I use Lumberjack pellets.  I buy in bulk, 1 ton at a time, and go in with a few friends in my area. 

Next. Don't  trust your set temp to match the grate temp. Mines off quite a bit. Get a maverick 732-733, or igrill2. With a ambient temperature probe to get accurate pit temps.
I like the igrill2, but it's costly,  and the ambient probe is a option adding to the cost.
Amazon has sales on them every now and then making them a good option.


----------



## nklcolt1911

mowin said:


> I use my GMG DB 2-3 times a week. Great smoker/grill. The higher the temp, the less smoke flavor you will notice.
> 
> Couple tips. Get a A-MAZE-N tube smoke generator. Todd is a sight sponsor, and makes a great product. I have two of them and use them all the time.
> 
> Start your smokes at 150* for a hr or so, then bump temp to 225*
> 
> You already got 1 of the most popular pellets (cookin pellets). They are 100% flavor wood,
> unlike the GMG pellets which are 40% flavor wood and 60% filler wood.
> I use Lumberjack pellets. I buy in bulk, 1 ton at a time, and go in with a few friends in my area.
> 
> Next. Don't trust your set temp to match the grate temp. Mines off quite a bit. Get a maverick 732-733, or igrill2. With a ambient temperature probe to get accurate pit temps.
> I like the igrill2, but it's costly, and the ambient probe is a option adding to the cost.
> Amazon has sales on them every now and then making them a good option.
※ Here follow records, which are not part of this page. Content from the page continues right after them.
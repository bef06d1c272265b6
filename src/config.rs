//! Configuration types for cinesphere

use crate::error::{Error, Result};
use serde::{Deserialize, Serialize};
use std::{net::SocketAddr, time::Duration};
use utoipa::ToSchema;

/// Microsoft Graph access (app registration, drive owner, library root)
#[derive(Clone, Serialize, Deserialize, ToSchema)]
pub struct GraphConfig {
    /// Azure AD tenant ID
    #[serde(default)]
    pub tenant_id: String,

    /// App registration client ID
    #[serde(default)]
    pub client_id: String,

    /// App registration client secret
    #[serde(default, skip_serializing)]
    pub client_secret: String,

    /// User whose OneDrive holds the library (UPN or object ID)
    #[serde(default)]
    pub user: String,

    /// Library root folder inside the drive (e.g. "MyStreamingLibrary")
    #[serde(default)]
    pub root_folder: String,

    /// Graph API base URL (default: "https://graph.microsoft.com/v1.0")
    #[serde(default = "default_graph_base_url")]
    pub graph_base_url: String,

    /// Identity platform base URL (default: "https://login.microsoftonline.com")
    #[serde(default = "default_login_base_url")]
    pub login_base_url: String,

    /// Timeout for a single Graph metadata request (default: 30 seconds)
    #[serde(default = "default_request_timeout", with = "duration_serde")]
    pub request_timeout: Duration,
}

impl Default for GraphConfig {
    fn default() -> Self {
        Self {
            tenant_id: String::new(),
            client_id: String::new(),
            client_secret: String::new(),
            user: String::new(),
            root_folder: String::new(),
            graph_base_url: default_graph_base_url(),
            login_base_url: default_login_base_url(),
            request_timeout: default_request_timeout(),
        }
    }
}

// Hand-written so the client secret never reaches a log line.
impl std::fmt::Debug for GraphConfig {
    fn fmt(&self, f: &mut std::fmt::Formatter<'_>) -> std::fmt::Result {
        f.debug_struct("GraphConfig")
            .field("tenant_id", &self.tenant_id)
            .field("client_id", &self.client_id)
            .field("client_secret", &"<redacted>")
            .field("user", &self.user)
            .field("root_folder", &self.root_folder)
            .field("graph_base_url", &self.graph_base_url)
            .field("login_base_url", &self.login_base_url)
            .field("request_timeout", &self.request_timeout)
            .finish()
    }
}

/// REST API configuration
#[derive(Clone, Debug, Serialize, Deserialize, ToSchema)]
pub struct ApiConfig {
    /// Address to bind to (default: 0.0.0.0:4000)
    #[serde(default = "default_bind_address")]
    pub bind_address: SocketAddr,

    /// Enable CORS for browser access (default: true)
    #[serde(default = "default_true")]
    pub cors_enabled: bool,

    /// Allowed CORS origins (default: ["*"])
    #[serde(default = "default_cors_origins")]
    pub cors_origins: Vec<String>,

    /// Serve Swagger UI at /api/swagger-ui (default: false)
    #[serde(default)]
    pub swagger_ui: bool,
}

impl Default for ApiConfig {
    fn default() -> Self {
        Self {
            bind_address: default_bind_address(),
            cors_enabled: true,
            cors_origins: default_cors_origins(),
            swagger_ui: false,
        }
    }
}

/// Library listing behaviour
#[derive(Clone, Debug, Serialize, Deserialize, ToSchema)]
pub struct LibraryConfig {
    /// Maximum folder-cover lookups in flight per browse request (default: 4)
    #[serde(default = "default_cover_concurrency")]
    pub cover_concurrency: usize,
}

impl Default for LibraryConfig {
    fn default() -> Self {
        Self {
            cover_concurrency: default_cover_concurrency(),
        }
    }
}

/// Compression method for archive entries
#[derive(Clone, Copy, Debug, Default, PartialEq, Eq, Serialize, Deserialize, ToSchema)]
#[serde(rename_all = "snake_case")]
pub enum ArchiveCompression {
    /// Store entries as-is (videos are already compressed)
    #[default]
    Stored,
    /// Deflate entries
    Deflate,
}

impl std::str::FromStr for ArchiveCompression {
    type Err = String;

    fn from_str(s: &str) -> std::result::Result<Self, Self::Err> {
        match s.to_ascii_lowercase().as_str() {
            "stored" | "store" | "none" => Ok(ArchiveCompression::Stored),
            "deflate" | "deflated" => Ok(ArchiveCompression::Deflate),
            other => Err(format!("unknown compression {other:?} (expected stored or deflate)")),
        }
    }
}

/// Zip download configuration
#[derive(Clone, Debug, Serialize, Deserialize, ToSchema)]
pub struct ArchiveConfig {
    /// Entry compression (default: stored)
    #[serde(default)]
    pub compression: ArchiveCompression,

    /// Size of the in-memory pipe between archive writer and HTTP body (default: 256 KiB)
    #[serde(default = "default_pipe_buffer_bytes")]
    pub pipe_buffer_bytes: usize,
}

impl Default for ArchiveConfig {
    fn default() -> Self {
        Self {
            compression: ArchiveCompression::default(),
            pipe_buffer_bytes: default_pipe_buffer_bytes(),
        }
    }
}

/// Retry configuration for transient Graph failures
#[derive(Clone, Debug, Serialize, Deserialize, ToSchema)]
pub struct RetryConfig {
    /// Maximum number of retry attempts (default: 3)
    #[serde(default = "default_max_attempts")]
    pub max_attempts: u32,

    /// Initial delay before first retry (default: 1 second)
    #[serde(default = "default_initial_delay", with = "duration_serde")]
    pub initial_delay: Duration,

    /// Maximum delay between retries (default: 10 seconds)
    #[serde(default = "default_max_delay", with = "duration_serde")]
    pub max_delay: Duration,

    /// Multiplier for exponential backoff (default: 2.0)
    #[serde(default = "default_backoff_multiplier")]
    pub backoff_multiplier: f64,

    /// Add random jitter to delays (default: true)
    #[serde(default = "default_true")]
    pub jitter: bool,
}

impl Default for RetryConfig {
    fn default() -> Self {
        Self {
            max_attempts: default_max_attempts(),
            initial_delay: default_initial_delay(),
            max_delay: default_max_delay(),
            backoff_multiplier: default_backoff_multiplier(),
            jitter: true,
        }
    }
}

/// Main configuration for the cinesphere service
#[derive(Clone, Debug, Default, Serialize, Deserialize, ToSchema)]
pub struct Config {
    /// Microsoft Graph access
    #[serde(default)]
    pub graph: GraphConfig,

    /// HTTP API settings
    #[serde(default)]
    pub api: ApiConfig,

    /// Library listing settings
    #[serde(default)]
    pub library: LibraryConfig,

    /// Zip download settings
    #[serde(default)]
    pub archive: ArchiveConfig,

    /// Retry policy for Graph calls
    #[serde(default)]
    pub retry: RetryConfig,
}

impl Config {
    /// Build a configuration from environment variables.
    ///
    /// Recognised keys: `GRAPH_TENANT_ID`, `GRAPH_CLIENT_ID`, `GRAPH_CLIENT_SECRET`,
    /// `GRAPH_USER`, `GRAPH_FOLDER_PATH`, `PORT`, `GRAPH_BASE_URL`,
    /// `GRAPH_LOGIN_URL`, `GRAPH_REQUEST_TIMEOUT_SECS`, `GRAPH_MAX_RETRIES`,
    /// `CORS_ORIGINS`, `COVER_CONCURRENCY`, `ARCHIVE_COMPRESSION`,
    /// `ARCHIVE_PIPE_BUFFER_BYTES`.
    pub fn from_env() -> Result<Self> {
        Self::from_lookup(|key| std::env::var(key).ok())
    }

    /// Build a configuration from an arbitrary key lookup.
    ///
    /// Blank values are treated as unset. The result is not validated; call
    /// [`Config::validate`] before serving.
    pub fn from_lookup<F>(lookup: F) -> Result<Self>
    where
        F: Fn(&str) -> Option<String>,
    {
        let get = |key: &str| {
            lookup(key)
                .map(|v| v.trim().to_string())
                .filter(|v| !v.is_empty())
        };

        let mut config = Config::default();

        if let Some(v) = get("GRAPH_TENANT_ID") {
            config.graph.tenant_id = v;
        }
        if let Some(v) = get("GRAPH_CLIENT_ID") {
            config.graph.client_id = v;
        }
        if let Some(v) = get("GRAPH_CLIENT_SECRET") {
            config.graph.client_secret = v;
        }
        if let Some(v) = get("GRAPH_USER") {
            config.graph.user = v;
        }
        if let Some(v) = get("GRAPH_FOLDER_PATH") {
            config.graph.root_folder = v.trim_matches('/').to_string();
        }
        if let Some(v) = get("GRAPH_BASE_URL") {
            config.graph.graph_base_url = v.trim_end_matches('/').to_string();
        }
        if let Some(v) = get("GRAPH_LOGIN_URL") {
            config.graph.login_base_url = v.trim_end_matches('/').to_string();
        }
        if let Some(v) = get("GRAPH_REQUEST_TIMEOUT_SECS") {
            let secs: u64 = parse_key("GRAPH_REQUEST_TIMEOUT_SECS", &v)?;
            config.graph.request_timeout = Duration::from_secs(secs);
        }
        if let Some(v) = get("GRAPH_MAX_RETRIES") {
            config.retry.max_attempts = parse_key("GRAPH_MAX_RETRIES", &v)?;
        }
        if let Some(v) = get("PORT") {
            let port: u16 = parse_key("PORT", &v)?;
            config.api.bind_address.set_port(port);
        }
        if let Some(v) = get("CORS_ORIGINS") {
            config.api.cors_origins = v
                .split(',')
                .map(str::trim)
                .filter(|o| !o.is_empty())
                .map(String::from)
                .collect();
        }
        if let Some(v) = get("COVER_CONCURRENCY") {
            config.library.cover_concurrency = parse_key("COVER_CONCURRENCY", &v)?;
        }
        if let Some(v) = get("ARCHIVE_COMPRESSION") {
            config.archive.compression = parse_key("ARCHIVE_COMPRESSION", &v)?;
        }
        if let Some(v) = get("ARCHIVE_PIPE_BUFFER_BYTES") {
            config.archive.pipe_buffer_bytes = parse_key("ARCHIVE_PIPE_BUFFER_BYTES", &v)?;
        }

        Ok(config)
    }

    /// Check that every setting needed to talk to Graph is present
    pub fn validate(&self) -> Result<()> {
        let required = [
            ("GRAPH_TENANT_ID", &self.graph.tenant_id),
            ("GRAPH_CLIENT_ID", &self.graph.client_id),
            ("GRAPH_CLIENT_SECRET", &self.graph.client_secret),
            ("GRAPH_USER", &self.graph.user),
            ("GRAPH_FOLDER_PATH", &self.graph.root_folder),
        ];

        for (key, value) in required {
            if value.is_empty() {
                return Err(Error::config(key, format!("{key} is not set")));
            }
        }

        if self.library.cover_concurrency == 0 {
            return Err(Error::config(
                "COVER_CONCURRENCY",
                "COVER_CONCURRENCY must be at least 1",
            ));
        }
        if self.archive.pipe_buffer_bytes == 0 {
            return Err(Error::config(
                "ARCHIVE_PIPE_BUFFER_BYTES",
                "ARCHIVE_PIPE_BUFFER_BYTES must be at least 1",
            ));
        }

        Ok(())
    }
}

fn parse_key<T>(key: &str, value: &str) -> Result<T>
where
    T: std::str::FromStr,
    T::Err: std::fmt::Display,
{
    value
        .parse()
        .map_err(|e| Error::config(key, format!("invalid value {value:?} for {key}: {e}")))
}

fn default_true() -> bool {
    true
}

fn default_graph_base_url() -> String {
    "https://graph.microsoft.com/v1.0".into()
}

fn default_login_base_url() -> String {
    "https://login.microsoftonline.com".into()
}

fn default_request_timeout() -> Duration {
    Duration::from_secs(30)
}

fn default_bind_address() -> SocketAddr {
    SocketAddr::from(([0, 0, 0, 0], 4000))
}

fn default_cors_origins() -> Vec<String> {
    vec!["*".into()]
}

fn default_cover_concurrency() -> usize {
    4
}

fn default_pipe_buffer_bytes() -> usize {
    256 * 1024
}

fn default_max_attempts() -> u32 {
    3
}

fn default_initial_delay() -> Duration {
    Duration::from_secs(1)
}

fn default_max_delay() -> Duration {
    Duration::from_secs(10)
}

fn default_backoff_multiplier() -> f64 {
    2.0
}

// Duration serialization helper
mod duration_serde {
    use serde::{Deserialize, Deserializer, Serializer};
    use std::time::Duration;

    pub fn serialize<S>(duration: &Duration, serializer: S) -> Result<S::Ok, S::Error>
    where
        S: Serializer,
    {
        serializer.serialize_u64(duration.as_secs())
    }

    pub fn deserialize<'de, D>(deserializer: D) -> Result<Duration, D::Error>
    where
        D: Deserializer<'de>,
    {
        let secs = u64::deserialize(deserializer)?;
        Ok(Duration::from_secs(secs))
    }
}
could you use a smoke tube instead of starting at 150?


----------



## mowin

The tube will increase the chamber temp on its own, so you would need to be carefull your food stays cold enough as not to promote bacteria growth. 

If its cold enough outside to keep the pit below 40* with the tube inside, you'll be Ok for a hr or so.  I wouldn't want to push it any longer. 

Try the tube with your pit set @ 150 for a hr.  You will notice a difference.


----------



## nklcolt1911

mowin said:


> The tube will increase the chamber temp on its own, so you would need to be carefull your food stays cold enough as not to promote bacteria growth.
> 
> If its cold enough outside to keep the pit below 40* with the tube inside, you'll be Ok for a hr or so. I wouldn't want to push it any longer.
> 
> Try the tube with your pit set @ 150 for a hr. You will notice a difference.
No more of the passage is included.